As digital transformation accelerates, cloud services are helping organizations thrive in a COVID-19 world
As the days tick by and the gloomy ramifications of COVID-19 become more apparent, one harsh truth has become crystal clear: Industries that have invested in digital transformation stand a better chance of recovery and survival than others.
The banking industry is a lighthouse example of this principle. Even though the brick-and-mortar branches have had to pull down shutters because of lockdowns and social distancing requirements, many banks have still operated their businesses as usual. They have kept the lights on and handled the pressure of increased online and mobile transactions thanks to cloud-based services.
While the internet has been a key enabler for digital banking, cloud has become the backbone. Cloud is making IT infrastructure vanish. Cloud is where businesses render servers, churn and analyze data, and keep applications humming so they can collaborate with partners and customers.
Many businesses are quickly turning around, moving at speed to adapt and transform their operations. YMCA, Planet Fitness and Nike are offering online fitness classes. Schools and colleges are providing online learning. The demand for Netflix and Amazon Prime has gone up dramatically, and both organizations are now easing telecom network congestion by lowering their bit rates. Online grocery retailers are attempting to keep pace with demand spikes. And working from home has gained momentum, sending the demand for routers, modems and data cards through the roof.
We will see a slew of innovations like these in the coming months, from businesses big and small, that will bring cloud services into sharp focus with their need for scale in a COVID-19 world. Everyone is looking to the cloud to reimagine businesses and make collaboration happen on an unprecedented scale, and the cloud has proven its ability to respond with speed while remaining robust.
While enterprise IT, governments, entrepreneurs and other organizations work on their plans to respond to crises, the focus should be on providing great user experience in the post-COVID-19 era. In regard to the cloud, enterprises should focus on the following key tactics to prepare accordingly:
- Scaling existing services: Applications currently hosted on-premises will move to the cloud. Extending the data center via software-defined data center solutions into hyperscalers will help achieve scale and business flexibility.
- Giving businesses ample wiggle room: By adopting a multi-cloud strategy, businesses can de-risk themselves against failure, capacity challenges and operational barriers.
- Extending and expanding geographical reach: This can be done by deploying applications to geo-specific cloud platforms.

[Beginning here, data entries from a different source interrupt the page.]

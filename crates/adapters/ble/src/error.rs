//! BLE adapter error types.
//!
//! None of these ever leave the adapter: the session turns every one of
//! them into a [`CollectionOutcome`](hygrolog_domain::outcome::CollectionOutcome).

use std::fmt::Write as _;

/// Errors raised by the BLE transport.
#[derive(Debug, thiserror::Error)]
pub enum BleError {
    /// No BLE adapter found on the host.
    #[error("no BLE adapter available")]
    NotAvailable,

    /// Any failure reported by the BLE stack.
    #[error("BLE transport error")]
    Transport(#[from] btleplug::Error),

    /// The connected peripheral does not expose the expected characteristic.
    #[error("characteristic {uuid} not found")]
    CharacteristicNotFound {
        /// UUID that was looked up.
        uuid: uuid::Uuid,
    },
}

impl BleError {
    /// Flatten the error and its sources into a single line for logs and
    /// [`CollectionOutcome::TransportError`](hygrolog_domain::outcome::CollectionOutcome::TransportError).
    #[must_use]
    pub fn detail(&self) -> String {
        let mut out = self.to_string();
        let mut source = std::error::Error::source(self);
        while let Some(err) = source {
            let _ = write!(out, ": {err}");
            source = err.source();
        }
        out
    }
}

/// Why a notification payload could not be decoded.
#[derive(Debug, thiserror::Error, PartialEq, Eq)]
pub enum DecodeError {
    /// The payload is not exactly 4 bytes long.
    #[error("payload must be 4 bytes, got {length}")]
    MalformedPayload {
        /// Actual byte count.
        length: usize,
    },
}

#[cfg(test)]
mod tests {
    use super::*;

    #[test]
    fn should_display_not_available_error() {
        let err = BleError::NotAvailable;
        assert_eq!(err.to_string(), "no BLE adapter available");
    }

    #[test]
    fn should_display_transport_error() {
        let err = BleError::Transport(btleplug::Error::DeviceNotFound);
        assert_eq!(err.to_string(), "BLE transport error");
    }

    #[test]
    fn should_include_source_in_detail() {
        let err = BleError::Transport(btleplug::Error::DeviceNotFound);
        let detail = err.detail();
        assert!(detail.starts_with("BLE transport error: "));
        assert!(detail.len() > "BLE transport error: ".len());
    }

    #[test]
    fn should_display_characteristic_not_found() {
        let uuid = uuid::Uuid::from_u128(0x0000_2a6e_0000_1000_8000_0080_5f9b_34fb);
        let err = BleError::CharacteristicNotFound { uuid };
        assert_eq!(
            err.detail(),
            "characteristic 00002a6e-0000-1000-8000-00805f9b34fb not found"
        );
    }

    #[test]
    fn should_display_malformed_payload() {
        let err = DecodeError::MalformedPayload { length: 3 };
        assert_eq!(err.to_string(), "payload must be 4 bytes, got 3");
    }
}
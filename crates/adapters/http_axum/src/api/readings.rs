//! JSON handlers for the stored reading series.

use axum::Json;
use axum::extract::{Query, State};
use axum::response::{IntoResponse, Response};
use serde::{Deserialize, Serialize};

use hygrolog_app::ports::ReadingRepository;
use hygrolog_domain::error::HygroError;
use hygrolog_domain::query::{HistoryQuery, SortOrder};
use hygrolog_domain::reading::SensorReading;

use crate::error::ApiError;
use crate::state::AppState;

/// Raw query parameters for `GET /history`.
///
/// Both are taken as strings: an unusable `limit` means "no limit" while an
/// unusable `order` is rejected.
#[derive(Debug, Default, Deserialize)]
pub struct HistoryParams {
    pub limit: Option<String>,
    pub order: Option<String>,
}

impl HistoryParams {
    fn into_query(self) -> Result<HistoryQuery, HygroError> {
        let order = self
            .order
            .as_deref()
            .map(str::parse::<SortOrder>)
            .transpose()?
            .unwrap_or_default();
        let limit = self
            .limit
            .as_deref()
            .and_then(|value| value.trim().parse::<u32>().ok());
        Ok(HistoryQuery::new(limit, order))
    }
}

/// One row of `GET /history`.
#[derive(Debug, Serialize)]
pub struct HistoryItem {
    pub date: String,
    pub time: String,
    pub temp: String,
    pub humid: String,
}

impl From<&SensorReading> for HistoryItem {
    fn from(reading: &SensorReading) -> Self {
        Self {
            date: reading.observed_at.format("%Y-%m-%d").to_string(),
            time: reading.observed_at.format("%H:%M").to_string(),
            temp: format!("{:.2}", reading.temperature),
            humid: reading.humidity.to_string(),
        }
    }
}

/// Body of `GET /latest`.
#[derive(Debug, Serialize)]
pub struct LatestItem {
    pub time: String,
    pub temp: String,
    pub humid: String,
}

impl From<&SensorReading> for LatestItem {
    fn from(reading: &SensorReading) -> Self {
        Self {
            time: reading.observed_at.format("%H:%M").to_string(),
            temp: format!("{:.2}", reading.temperature),
            humid: reading.humidity.to_string(),
        }
    }
}

/// Possible responses from the history endpoint.
pub enum HistoryResponse {
    /// 200 OK with a JSON array of readings.
    Ok(Json<Vec<HistoryItem>>),
}

impl IntoResponse for HistoryResponse {
    fn into_response(self) -> Response {
        match self {
            Self::Ok(json) => json.into_response(),
        }
    }
}

/// Possible responses from the latest endpoint.
pub enum LatestResponse {
    /// 200 OK with the most recent reading.
    Ok(Json<LatestItem>),
}

impl IntoResponse for LatestResponse {
    fn into_response(self) -> Response {
        match self {
            Self::Ok(json) => json.into_response(),
        }
    }
}

/// `GET /history?limit=&order=`
pub async fn history<R>(
    State(state): State<AppState<R>>,
    Query(params): Query<HistoryParams>,
) -> Result<HistoryResponse, ApiError>
where
    R: ReadingRepository + 'static,
{
    let query = params.into_query()?;
    let readings = state.reading_service.history(query).await?;
    Ok(HistoryResponse::Ok(Json(
        readings.iter().map(HistoryItem::from).collect(),
    )))
}

/// `GET /latest`
pub async fn latest<R>(State(state): State<AppState<R>>) -> Result<LatestResponse, ApiError>
where
    R: ReadingRepository + 'static,
{
    let reading = state.reading_service.latest().await?;
    Ok(LatestResponse::Ok(Json(LatestItem::from(&reading))))
}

- Going cloud-native: Design and develop new applications on PaaS using a DevOps approach for rapid rollouts.
- Strengthening the core strategy: The strategy should be to support rapid and unexpected changes in work and service consumption needs through optimal network bandwidth, VPN connectivity, bandwidth throttling, consumption-based adoption model, remote VDI as a service and SD-WAN based solutions.
- Investing in a heightened security posture: Cloud solutions should be based on data classification (privacy, availability) without sacrificing application, infrastructure, access or data security.
- Developing new working models: Address medium and long-term requirements with a hybrid support model and local onsite versus remote versus offshore support.
Having achieved the above, enterprises would be wise to reduce their operations costs and channel the savings into new cloud initiatives. Enterprises should attempt to extend the life cycle of their existing assets before considering a refresh, while simultaneously moving to a subscription-based, pay-as-you-go model rather than footing steep licensing bills.
But the cloud journey doesn’t end there. Goal-oriented and highly motivated businesses will use their cloud credits to support proofs-of-concept and other essential services. One way of doing this is to containerize applications and remediate end-of-life issues around OS, improving computing density and rationalizing OS licenses for cost savings. The other established route to achieve savings is to outsource value streams to trusted partners.
COVID-19 is going to accelerate the cloud journey for scores of enterprises, and investments in the technology will quickly show their upsides—improved business resilience, cost control, and above all, the ability to keep the lights on.